Распутин промолчал, налил себе еще вина, выпил, почмокал языком:
– Нектар! Лучше шампанского в сто раз! От шампанского один только пук в нужнике бывает, а это… – Он снова поднес фужер ко рту – уже пустой, дорого поигрывающий в лучах солнца резными хрустальными гранями, перевернул и чмокнул фужер в пяточку. – И попка хороша. Как у красивой женщины.
Легкая тень проползла по лицу Хвостова – он не понимал шуток, от которых дурно попахивало, хотя сам бывал часто груб. Но доброжелательная улыбка как припечаталась к его губам, так и продолжала там оставаться, и вообще он весь лучился добротой, вниманием, внутренним светом, это был настоящий кандидат в министры, весь вид его говорил Распутину, что Алексей Николаевич Хвостов не подведет.
– Пей, отец Григорий, пока пьется, на том свете такого вина не дадут…
– Никто не знает, что будет на том свете, – задумчиво произнес Распутин, – а чего не будет. Иногда хочется хотя бы одним глазком заглянуть: а что нас там ждет, какие коврижки? Вот ты, к примеру, будешь министром. – Он неожиданно колко и как-то осветленно глянул на Хвостова. – Самым могущественным министром в Российской державе, вскарабкаешься на самый верх, а и даже оттуда не увидишь, что нас ждет. Но ты можешь подсобить – с твоей помощью можно удовлетворить любопытство.
Князь Андронников, до этой минуты безмолвно сидевший за столом, неожиданно громко засмеялся, потом сконфуженно стих и прикрыл рот маленькой, аккуратной, будто у женщины, пухлой ладонью с грязными пальцами.
– Ты чего? – перевел на него взгляд Распутин.
– Да так. Кое-чего подумалось, святой отец.
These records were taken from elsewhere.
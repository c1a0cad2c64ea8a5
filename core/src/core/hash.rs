// Copyright 2023 The Arbor Developers
//
// Licensed under the Apache License, Version 2.0 (the "License");
// you may not use this file except in compliance with the License.
// You may obtain a copy of the License at
//
//     http://www.apache.org/licenses/LICENSE-2.0
//
// Unless required by applicable law or agreed to in writing, software
// distributed under the License is distributed on an "AS IS" BASIS,
// WITHOUT WARRANTIES OR CONDITIONS OF ANY KIND, either express or implied.
// See the License for the specific language governing permissions and
// limitations under the License.

//! Hash function and the `Hashed` trait.
//!
//! Primary hash function used to identify blocks, sub-slots, coins and
//! unfinished blocks throughout the protocol.

use std::fmt;

use blake2_rfc::blake2b::blake2b;

/// A hash to uniquely (or close enough) identify one of the main blockchain
/// constructs. Used pervasively for sub-blocks, sub-slots and coins.
#[derive(Copy, Clone, PartialEq, PartialOrd, Eq, Ord, Hash, Serialize, Deserialize)]
pub struct Hash(pub [u8; 32]);

impl fmt::Display for Hash {
	fn fmt(&self, f: &mut fmt::Formatter) -> fmt::Result {
		for i in self.0.iter().cloned() {
			write!(f, "{:02x}", i)?;
		}
		Ok(())
	}
}

impl fmt::Debug for Hash {
	fn fmt(&self, f: &mut fmt::Formatter) -> fmt::Result {
		// abbreviated form, full hashes drown the logs
		for i in self.0[..4].iter().cloned() {
			write!(f, "{:02x}", i)?;
		}
		Ok(())
	}
}

impl Hash {
	/// Creates a new hash from a vector, which must hold at least 32 bytes.
	pub fn from_vec(v: Vec<u8>) -> Hash {
		let mut a = [0; 32];
		a.copy_from_slice(&v[..32]);
		Hash(a)
	}

	/// Converts the hash to a byte vector.
	pub fn to_vec(&self) -> Vec<u8> {
		self.0.to_vec()
	}

	/// Converts the hash to a byte slice.
	pub fn to_slice(&self) -> &[u8] {
		&self.0
	}
}

/// The hash of all zeroes, doubling as the marker for "no previous".
pub const ZERO_HASH: Hash = Hash([0; 32]);

/// A trait for types that get their hash from their canonical byte
/// serialization.
pub trait Hashed {
	/// Canonical byte serialization of the type, the hash preimage.
	fn bytes(&self) -> Vec<u8>;

	/// The hash of the canonical serialization.
	fn hash(&self) -> Hash {
		let data = self.bytes();
		Hash::from_vec(blake2b(32, &[], &data).as_bytes().to_vec())
	}
}

impl Hashed for [u8] {
	fn bytes(&self) -> Vec<u8> {
		self.to_owned()
	}
}

impl Hashed for Vec<u8> {
	fn bytes(&self) -> Vec<u8> {
		self.clone()
	}
}

/// Hash of a domain-separation tag, handy for deriving well-known protocol
/// constants (genesis challenges and the like).
pub fn tag_hash(tag: &str) -> Hash {
	tag.as_bytes().hash()
}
Но мелочи все это, мелочи!
Распутин усмехнулся – он понял, о чем подумал Андронников, на лбу его собрались озабоченные морщины.
– Да, у всякого министра внутренних дел есть много возможностей отправить человека на тот свет, в рай или в ад… А, Алексей Николаич?
– У министерства никогда не будет разногласий с тобой, святой отец. – Хвостов, поддерживая Андронникова, также назвал Распутина святым отцом. – И способ отблагодарить я всегда найду. Этот человек – Хвостов указал на Андронникова, – мое доверенное лицо… Каждые полмесяца он будет приносить тебе конверт, в конверте – полторы тысячи рублей. В месяц – три тысячи. Хватит на первое время?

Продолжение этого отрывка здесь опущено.